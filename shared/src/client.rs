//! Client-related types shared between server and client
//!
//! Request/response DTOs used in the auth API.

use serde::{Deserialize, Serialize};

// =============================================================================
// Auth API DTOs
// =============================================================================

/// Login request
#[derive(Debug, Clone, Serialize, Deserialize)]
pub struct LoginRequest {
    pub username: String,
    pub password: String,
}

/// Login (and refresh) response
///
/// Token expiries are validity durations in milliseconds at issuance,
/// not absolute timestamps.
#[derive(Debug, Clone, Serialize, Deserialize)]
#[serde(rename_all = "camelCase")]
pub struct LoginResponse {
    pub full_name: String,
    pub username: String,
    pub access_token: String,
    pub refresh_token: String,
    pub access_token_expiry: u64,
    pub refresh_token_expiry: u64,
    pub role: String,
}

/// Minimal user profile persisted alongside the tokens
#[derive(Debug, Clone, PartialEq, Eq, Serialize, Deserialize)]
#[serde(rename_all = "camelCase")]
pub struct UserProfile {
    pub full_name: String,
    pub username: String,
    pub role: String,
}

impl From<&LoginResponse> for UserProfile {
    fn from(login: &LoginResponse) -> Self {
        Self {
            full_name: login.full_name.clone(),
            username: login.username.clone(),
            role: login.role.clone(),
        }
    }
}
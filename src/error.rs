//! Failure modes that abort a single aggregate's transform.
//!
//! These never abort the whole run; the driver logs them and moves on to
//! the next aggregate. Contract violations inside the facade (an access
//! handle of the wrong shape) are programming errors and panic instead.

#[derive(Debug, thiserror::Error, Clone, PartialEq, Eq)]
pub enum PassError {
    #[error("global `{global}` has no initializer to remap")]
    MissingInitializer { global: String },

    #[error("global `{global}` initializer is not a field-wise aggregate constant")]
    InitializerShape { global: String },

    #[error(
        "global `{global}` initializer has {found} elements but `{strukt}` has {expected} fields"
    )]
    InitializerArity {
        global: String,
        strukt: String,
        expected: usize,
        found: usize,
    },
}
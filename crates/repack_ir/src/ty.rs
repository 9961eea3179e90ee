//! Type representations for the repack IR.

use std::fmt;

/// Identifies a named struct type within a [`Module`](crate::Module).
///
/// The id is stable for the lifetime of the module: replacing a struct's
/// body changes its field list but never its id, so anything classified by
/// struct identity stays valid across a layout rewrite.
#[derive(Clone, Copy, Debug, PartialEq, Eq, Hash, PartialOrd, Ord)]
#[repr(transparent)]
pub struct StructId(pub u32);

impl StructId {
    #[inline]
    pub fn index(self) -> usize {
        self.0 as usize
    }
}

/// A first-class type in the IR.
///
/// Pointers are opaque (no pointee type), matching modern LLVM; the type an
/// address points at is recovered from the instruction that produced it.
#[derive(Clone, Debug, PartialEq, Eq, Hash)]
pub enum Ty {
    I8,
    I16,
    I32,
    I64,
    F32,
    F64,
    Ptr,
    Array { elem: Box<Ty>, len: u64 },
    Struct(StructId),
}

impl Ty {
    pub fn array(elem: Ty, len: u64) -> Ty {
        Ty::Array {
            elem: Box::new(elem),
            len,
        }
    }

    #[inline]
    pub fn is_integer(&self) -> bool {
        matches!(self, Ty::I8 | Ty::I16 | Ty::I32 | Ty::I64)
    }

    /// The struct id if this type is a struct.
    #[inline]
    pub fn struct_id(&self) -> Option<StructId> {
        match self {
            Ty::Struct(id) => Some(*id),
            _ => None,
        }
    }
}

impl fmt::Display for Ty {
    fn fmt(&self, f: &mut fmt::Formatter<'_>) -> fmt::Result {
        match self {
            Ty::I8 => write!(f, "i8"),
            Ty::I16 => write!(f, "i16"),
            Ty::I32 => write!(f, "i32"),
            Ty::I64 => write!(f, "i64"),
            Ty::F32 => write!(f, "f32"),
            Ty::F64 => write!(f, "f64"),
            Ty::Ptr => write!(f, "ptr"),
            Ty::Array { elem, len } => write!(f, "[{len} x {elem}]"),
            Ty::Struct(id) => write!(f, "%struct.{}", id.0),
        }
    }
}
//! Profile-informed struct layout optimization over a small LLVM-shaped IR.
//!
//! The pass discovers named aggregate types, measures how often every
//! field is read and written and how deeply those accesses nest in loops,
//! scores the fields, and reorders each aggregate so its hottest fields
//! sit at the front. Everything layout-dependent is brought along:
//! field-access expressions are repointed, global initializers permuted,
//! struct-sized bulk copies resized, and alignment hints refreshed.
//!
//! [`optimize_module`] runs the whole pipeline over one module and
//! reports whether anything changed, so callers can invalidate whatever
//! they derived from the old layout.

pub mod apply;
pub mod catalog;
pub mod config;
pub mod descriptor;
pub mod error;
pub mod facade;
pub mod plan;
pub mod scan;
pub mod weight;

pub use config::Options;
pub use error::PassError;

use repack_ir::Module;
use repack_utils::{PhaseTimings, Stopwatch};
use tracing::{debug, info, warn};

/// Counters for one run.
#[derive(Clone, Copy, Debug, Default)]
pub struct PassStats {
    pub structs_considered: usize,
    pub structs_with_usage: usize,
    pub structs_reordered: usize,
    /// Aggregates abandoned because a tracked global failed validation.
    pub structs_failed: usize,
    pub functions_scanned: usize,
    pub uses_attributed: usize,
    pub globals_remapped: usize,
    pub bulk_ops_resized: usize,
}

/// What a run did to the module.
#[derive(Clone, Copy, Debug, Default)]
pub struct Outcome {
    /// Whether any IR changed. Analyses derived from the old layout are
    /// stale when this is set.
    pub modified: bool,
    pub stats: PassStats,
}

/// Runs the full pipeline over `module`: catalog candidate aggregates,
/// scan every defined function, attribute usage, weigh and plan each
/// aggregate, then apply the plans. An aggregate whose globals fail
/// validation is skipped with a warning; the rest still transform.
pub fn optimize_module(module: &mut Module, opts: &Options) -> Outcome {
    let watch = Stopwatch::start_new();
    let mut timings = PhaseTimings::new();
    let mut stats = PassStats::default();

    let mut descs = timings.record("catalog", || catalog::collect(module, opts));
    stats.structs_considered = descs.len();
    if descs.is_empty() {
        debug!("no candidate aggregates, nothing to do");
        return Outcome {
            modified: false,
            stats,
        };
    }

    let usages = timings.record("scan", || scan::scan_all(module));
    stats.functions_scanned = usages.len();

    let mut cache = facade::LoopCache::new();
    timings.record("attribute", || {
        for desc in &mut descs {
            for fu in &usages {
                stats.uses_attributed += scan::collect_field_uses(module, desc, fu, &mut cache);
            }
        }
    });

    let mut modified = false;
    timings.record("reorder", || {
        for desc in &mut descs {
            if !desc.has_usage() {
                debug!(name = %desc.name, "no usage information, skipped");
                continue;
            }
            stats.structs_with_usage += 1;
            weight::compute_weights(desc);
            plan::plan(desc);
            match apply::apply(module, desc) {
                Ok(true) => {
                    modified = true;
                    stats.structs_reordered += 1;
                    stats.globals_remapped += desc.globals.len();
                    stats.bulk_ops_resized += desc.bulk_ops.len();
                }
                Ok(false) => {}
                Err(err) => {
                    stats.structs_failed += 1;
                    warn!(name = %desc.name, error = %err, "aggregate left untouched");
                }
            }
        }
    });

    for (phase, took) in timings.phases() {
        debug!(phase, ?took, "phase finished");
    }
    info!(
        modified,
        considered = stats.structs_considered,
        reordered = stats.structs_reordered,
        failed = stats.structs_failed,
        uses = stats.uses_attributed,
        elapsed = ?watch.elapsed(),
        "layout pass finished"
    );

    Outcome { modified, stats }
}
§
> TASK OBJECTIVE
Nothing but the full listing, copied exactly, belongs in the answer.

> COMPLETED TASK
filename shared/src/client.rs
//! Client-related types shared between server and client
//!
//! Request/response DTOs used in the auth API.

use serde::{Deserialize, Serialize};

// =============================================================================
// Auth API DTOs
// =============================================================================

/// Login request
#[derive(Debug, Clone, Serialize, Deserialize)]
pub struct LoginRequest {
    pub username: String,
    pub password: String,
}

/// Login (and refresh) response
///
/// Token expiries are validity durations in milliseconds at issuance,
/// not absolute timestamps.
#[derive(Debug, Clone, Serialize, Deserialize)]
#[serde(rename_all = "camelCase")]
pub struct LoginResponse {
    pub full_name: String,
    pub username: String,
    pub access_token: String,
    pub refresh_token: String,
    pub access_token_expiry: u64,
    pub refresh_token_expiry: u64,
    pub role: String,
}

/// Minimal user profile persisted alongside the tokens
#[derive(Debug, Clone, PartialEq, Eq, Serialize, Deserialize)]
#[serde(rename_all = "camelCase")]
pub struct UserProfile {
    pub full_name: String,
    pub username: String,
    pub role: String,
}

impl From<&LoginResponse> for UserProfile {
    fn from(login: &LoginResponse) -> Self {
        Self {
            full_name: login.full_name.clone(),
            username: login.username.clone(),
            role: login.role.clone(),
        }
    }
}
filename src/error.rs
//! Failure modes that abort a single aggregate's transform.
//!
//! These never abort the whole run; the driver logs them and moves on to
//! the next aggregate. Contract violations inside the facade (an access
//! handle of the wrong shape) are programming errors and panic instead.

#[derive(Debug, thiserror::Error, Clone, PartialEq, Eq)]
pub enum PassError {
    #[error("global `{global}` has no initializer to remap")]
    MissingInitializer { global: String },

    #[error("global `{global}` initializer is not a field-wise aggregate constant")]
    InitializerShape { global: String },

    #[error(
        "global `{global}` initializer has {found} elements but `{strukt}` has {expected} fields"
    )]
    InitializerArity {
        global: String,
        strukt: String,
        expected: usize,
        found: usize,
    },
}
filename crates/repack_ir/src/ty.rs
repository 9961eea3179e90ee
//! Type representations for the repack IR.

use std::fmt;

/// Identifies a named struct type within a [`Module`](crate::Module).
///
/// The id is stable for the lifetime of the module: replacing a struct's
/// body changes its field list but never its id, so anything classified by
/// struct identity stays valid across a layout rewrite.
#[derive(Clone, Copy, Debug, PartialEq, Eq, Hash, PartialOrd, Ord)]
#[repr(transparent)]
pub struct StructId(pub u32);

impl StructId {
    #[inline]
    pub fn index(self) -> usize {
        self.0 as usize
    }
}

/// A first-class type in the IR.
///
/// Pointers are opaque (no pointee type), matching modern LLVM; the type an
/// address points at is recovered from the instruction that produced it.
#[derive(Clone, Debug, PartialEq, Eq, Hash)]
pub enum Ty {
    I8,
    I16,
    I32,
    I64,
    F32,
    F64,
    Ptr,
    Array { elem: Box<Ty>, len: u64 },
    Struct(StructId),
}

impl Ty {
    pub fn array(elem: Ty, len: u64) -> Ty {
        Ty::Array {
            elem: Box::new(elem),
            len,
        }
    }

    #[inline]
    pub fn is_integer(&self) -> bool {
        matches!(self, Ty::I8 | Ty::I16 | Ty::I32 | Ty::I64)
    }

    /// The struct id if this type is a struct.
    #[inline]
    pub fn struct_id(&self) -> Option<StructId> {
        match self {
            Ty::Struct(id) => Some(*id),
            _ => None,
        }
    }
}

impl fmt::Display for Ty {
    fn fmt(&self, f: &mut fmt::Formatter<'_>) -> fmt::Result {
        match self {
            Ty::I8 => write!(f, "i8"),
            Ty::I16 => write!(f, "i16"),
            Ty::I32 => write!(f, "i32"),
            Ty::I64 => write!(f, "i64"),
            Ty::F32 => write!(f, "f32"),
            Ty::F64 => write!(f, "f64"),
            Ty::Ptr => write!(f, "ptr"),
            Ty::Array { elem, len } => write!(f, "[{len} x {elem}]"),
            Ty::Struct(id) => write!(f, "%struct.{}", id.0),
        }
    }
}
//! Profile-informed struct layout optimization over a small LLVM-shaped IR.
//!
//! The pass discovers named aggregate types, measures how often every
//! field is read and written and how deeply those accesses nest in loops,
//! scores the fields, and reorders each aggregate so its hottest fields
//! sit at the front. Everything layout-dependent is brought along:
//! field-access expressions are repointed, global initializers permuted,
//! struct-sized bulk copies resized, and alignment hints refreshed.
//!
//! [`optimize_module`] runs the whole pipeline over one module and
//! reports whether anything changed, so callers can invalidate whatever
//! they derived from the old layout.

pub mod apply;
pub mod catalog;
pub mod config;
pub mod descriptor;
pub mod error;
pub mod facade;
pub mod plan;
pub mod scan;
pub mod weight;

pub use config::Options;
pub use error::PassError;

use repack_ir::Module;
use repack_utils::{PhaseTimings, Stopwatch};
use tracing::{debug, info, warn};

/// Counters for one run.
#[derive(Clone, Copy, Debug, Default)]
pub struct PassStats {
    pub structs_considered: usize,
    pub structs_with_usage: usize,
    pub structs_reordered: usize,
    /// Aggregates abandoned because a tracked global failed validation.
    pub structs_failed: usize,
    pub functions_scanned: usize,
    pub uses_attributed: usize,
    pub globals_remapped: usize,
    pub bulk_ops_resized: usize,
}

/// What a run did to the module.
#[derive(Clone, Copy, Debug, Default)]
pub struct Outcome {
    /// Whether any IR changed. Analyses derived from the old layout are
    /// stale when this is set.
    pub modified: bool,
    pub stats: PassStats,
}

/// Runs the full pipeline over `module`: catalog candidate aggregates,
/// scan every defined function, attribute usage, weigh and plan each
/// aggregate, then apply the plans. An aggregate whose globals fail
/// validation is skipped with a warning; the rest still transform.
pub fn optimize_module(module: &mut Module, opts: &Options) -> Outcome {
    let watch = Stopwatch::start_new();
    let mut timings = PhaseTimings::new();
    let mut stats = PassStats::default();

    let mut descs = timings.record("catalog", || catalog::collect(module, opts));
    stats.structs_considered = descs.len();
    if descs.is_empty() {
        debug!("no candidate aggregates, nothing to do");
        return Outcome {
            modified: false,
            stats,
        };
    }

    let usages = timings.record("scan", || scan::scan_all(module));
    stats.functions_scanned = usages.len();

    let mut cache = facade::LoopCache::new();
    timings.record("attribute", || {
        for desc in &mut descs {
            for fu in &usages {
                stats.uses_attributed += scan::collect_field_uses(module, desc, fu, &mut cache);
            }
        }
    });

    let mut modified = false;
    timings.record("reorder", || {
        for desc in &mut descs {
            if !desc.has_usage() {
                debug!(name = %desc.name, "no usage information, skipped");
                continue;
            }
            stats.structs_with_usage += 1;
            weight::compute_weights(desc);
            plan::plan(desc);
            match apply::apply(module, desc) {
                Ok(true) => {
                    modified = true;
                    stats.structs_reordered += 1;
                    stats.globals_remapped += desc.globals.len();
                    stats.bulk_ops_resized += desc.bulk_ops.len();
                }
                Ok(false) => {}
                Err(err) => {
                    stats.structs_failed += 1;
                    warn!(name = %desc.name, error = %err, "aggregate left untouched");
                }
            }
        }
    });

    for (phase, took) in timings.phases() {
        debug!(phase, ?took, "phase finished");
    }
    info!(
        modified,
        considered = stats.structs_considered,
        reordered = stats.structs_reordered,
        failed = stats.structs_failed,
        uses = stats.uses_attributed,
        elapsed = ?watch.elapsed(),
        "layout pass finished"
    );

    Outcome { modified, stats }
}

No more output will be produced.